LUBIN. Kilkudziesięciu młodych ludzi wzięło udział w pierwszej lubińskiej manifestacji przeciwko ACTA. Uczestnicy protestacyjnego marszu ruszyli o godz. 15.30 ul. Parkową w kierunku centrum. Następnie pikieta przeniosła się pod urząd miasta. Nie brakowało transparentów i masek grupy aktywistów – Anonymous.
Na popularnym portalu społecznościowym powstała aplikacja, zachęcająca młodych ludzi do wzięcia udziału w lubińskiej manifestacji. Jedno z haseł głosi „26 stycznia jest dla nas przegraną bitwą, ale nie wojną ”. Czy młodzi lubinianie wiedzą o co tak naprawdę walczą?
ACTA to międzynarodowa umowa handlowa skupiająca się na eliminacji obrotu podrabianymi towarami. Tysiące internautów w Polsce zawzięcie broni „wolności słowa” i „wolności interentu”, którą ma im odebrać ACTA. Większość z nich nie potrafi jednak wytłumaczyć, jak miałoby do tego dojść.
– Zablokują nam wszystkie strony, internet stanie się bezużyteczny – mówiła większość młodzieży biorących udział w proteście.

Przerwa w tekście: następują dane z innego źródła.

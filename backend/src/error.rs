//! Error handling for the Garment Workshop backend
//!
//! Provides consistent error responses in English and Uzbek

use axum::{
    http::StatusCode,
    response::{IntoResponse, Response},
    Json,
};
use serde::Serialize;
use shared::{CalculationError, ValidationError as DomainValidationError};
use thiserror::Error;

/// Application error types
#[derive(Error, Debug)]
pub enum AppError {
    // Validation errors
    #[error("Validation error: {message}")]
    Validation {
        field: String,
        message: String,
        message_uz: String,
    },

    #[error("Validation error: {0}")]
    ValidationError(String),

    #[error("Invalid material type: {0}")]
    InvalidMaterialType(String),

    #[error("Duplicate entry: {0}")]
    DuplicateEntry(String),

    #[error("Resource not found: {0}")]
    NotFound(String),

    // Database errors
    #[error("Database error: {0}")]
    DatabaseError(#[from] sqlx::Error),

    // Internal errors
    #[error("Internal server error")]
    InternalError(#[from] anyhow::Error),
}

/// Error response structure
#[derive(Serialize)]
pub struct ErrorResponse {
    pub error: ErrorDetail,
}

#[derive(Serialize)]
pub struct ErrorDetail {
    pub code: String,
    pub message_en: String,
    pub message_uz: String,
    #[serde(skip_serializing_if = "Option::is_none")]
    pub field: Option<String>,
    #[serde(skip_serializing_if = "Option::is_none")]
    pub valid_types: Option<Vec<&'static str>>,
}

impl AppError {
    /// Convenience constructor for single-field validation failures
    pub fn invalid_field(field: &str, message: &str, message_uz: &str) -> Self {
        AppError::Validation {
            field: field.to_string(),
            message: message.to_string(),
            message_uz: message_uz.to_string(),
        }
    }

    fn status_and_detail(&self) -> (StatusCode, ErrorDetail) {
        match self {
            AppError::Validation {
                field,
                message,
                message_uz,
            } => (
                StatusCode::BAD_REQUEST,
                ErrorDetail {
                    code: "VALIDATION_ERROR".to_string(),
                    message_en: message.clone(),
                    message_uz: message_uz.clone(),
                    field: Some(field.clone()),
                    valid_types: None,
                },
            ),
            AppError::ValidationError(msg) => (
                StatusCode::BAD_REQUEST,
                ErrorDetail {
                    code: "VALIDATION_ERROR".to_string(),
                    message_en: msg.clone(),
                    message_uz: format!("Validatsiya xatosi: {}", msg),
                    field: None,
                    valid_types: None,
                },
            ),
            AppError::InvalidMaterialType(kind) => (
                StatusCode::BAD_REQUEST,
                ErrorDetail {
                    code: "INVALID_MATERIAL_TYPE".to_string(),
                    message_en: format!("Invalid material type: {}", kind),
                    message_uz: "Noto'g'ri material turi".to_string(),
                    field: Some("type".to_string()),
                    valid_types: Some(shared::MaterialType::valid_types()),
                },
            ),
            AppError::DuplicateEntry(field) => (
                StatusCode::CONFLICT,
                ErrorDetail {
                    code: "DUPLICATE_ENTRY".to_string(),
                    message_en: format!("A record with this {} already exists", field),
                    message_uz: format!("Bu {} allaqachon mavjud", field),
                    field: Some(field.clone()),
                    valid_types: None,
                },
            ),
            AppError::NotFound(resource) => (
                StatusCode::NOT_FOUND,
                ErrorDetail {
                    code: "NOT_FOUND".to_string(),
                    message_en: format!("{} not found", resource),
                    message_uz: format!("{} topilmadi", resource),
                    field: None,
                    valid_types: None,
                },
            ),
            AppError::DatabaseError(_) => (
                StatusCode::INTERNAL_SERVER_ERROR,
                ErrorDetail {
                    code: "DATABASE_ERROR".to_string(),
                    message_en: "A database error occurred".to_string(),
                    message_uz: "Ma'lumotlar bazasida xatolik yuz berdi".to_string(),
                    field: None,
                    valid_types: None,
                },
            ),
            AppError::InternalError(_) => (
                StatusCode::INTERNAL_SERVER_ERROR,
                ErrorDetail {
                    code: "INTERNAL_ERROR".to_string(),
                    message_en: "An internal server error occurred".to_string(),
                    message_uz: "Serverda ichki xatolik yuz berdi".to_string(),
                    field: None,
                    valid_types: None,
                },
            ),
        }
    }
}

impl IntoResponse for AppError {
    fn into_response(self) -> Response {
        let (status, error_detail) = self.status_and_detail();

        if status.is_server_error() {
            tracing::error!("Error: {:?}", self);
        } else {
            tracing::debug!("Request rejected: {}", self);
        }

        (status, Json(ErrorResponse { error: error_detail })).into_response()
    }
}

impl From<validator::ValidationErrors> for AppError {
    fn from(errors: validator::ValidationErrors) -> Self {
        AppError::ValidationError(errors.to_string())
    }
}

impl From<DomainValidationError> for AppError {
    fn from(err: DomainValidationError) -> Self {
        AppError::Validation {
            field: err.field.to_string(),
            message: err.message.to_string(),
            message_uz: format!("{} maydoni noto'g'ri", err.field),
        }
    }
}

impl From<CalculationError<sqlx::Error>> for AppError {
    fn from(err: CalculationError<sqlx::Error>) -> Self {
        match err {
            CalculationError::InvalidCount(_) => AppError::invalid_field(
                "count",
                "Count must be a positive integer",
                "Soni musbat butun son bo'lishi kerak",
            ),
            CalculationError::ClothingNotFound(_) => AppError::NotFound("Clothes".to_string()),
            CalculationError::AmountOverflow { material_code } => AppError::Validation {
                field: "count".to_string(),
                message: format!("Count is too large for material {}", material_code),
                message_uz: format!("{} materiali uchun soni juda katta", material_code),
            },
            CalculationError::DataAccess(e) => AppError::DatabaseError(e),
        }
    }
}

/// Map a unique violation on `constraint` to a duplicate-entry error
pub fn map_unique_violation(err: sqlx::Error, constraint: &str, field: &str) -> AppError {
    if let sqlx::Error::Database(db_err) = &err {
        if db_err.is_unique_violation() && db_err.constraint() == Some(constraint) {
            return AppError::DuplicateEntry(field.to_string());
        }
    }
    AppError::DatabaseError(err)
}

/// Result type alias for handlers
pub type AppResult<T> = Result<T, AppError>;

Podczas manifestacji tylko jedna osoba, zapytana o cel manifestacji, potrafiła otwarcie powiedzieć o swoim punkcie widzenia, był nią nastoletni Damian Hadała: – Nie może być tak, że państwo załatwia takie ważne sprawy bez wiedzy narodu, nikt nie zapytał nas, internautów, o zdanie w tej kwestii, a skoro robi się coś za plecami narodu, to wydaje mi się, że nie do końca jest to dobre – mówił nastolatek.
Młodzież, idąc ulicami miasta, wykrzykiwała naprzemiennie kilka haseł, na przykład: „Kto nie skacze, ten za ACTA!”, „Tusku, matole, skąd będziesz ściągał pornole?”, „Ty popierasz ACTA, ja nie poprę ciebie!”, „Nie dla ACTA!”. Po dotarciu pikiety pod urząd miejski, protestujący przywiesili na głównych drzwiach kartki z napisami „STOP DLA ACTA”. Następnie wykrzykiwano znane hasła, wyrażające oburzenie internautów.
Pierwsza fala protestów przetoczyła się już wczoraj przez cały kraj. Lubińscy internauci zapewniają, że jeśli wkrótce nic się nie zmieni, będą protestować do skutku.
– Na pierwszą manifestację nie przyszło za wiele osób, na pewno dlatego, że jest zimno – tłumaczył Damian. – Jednak uważam, że metodą małych kroczków możemy jeszcze wiele zmienić – zapewniał chłopak.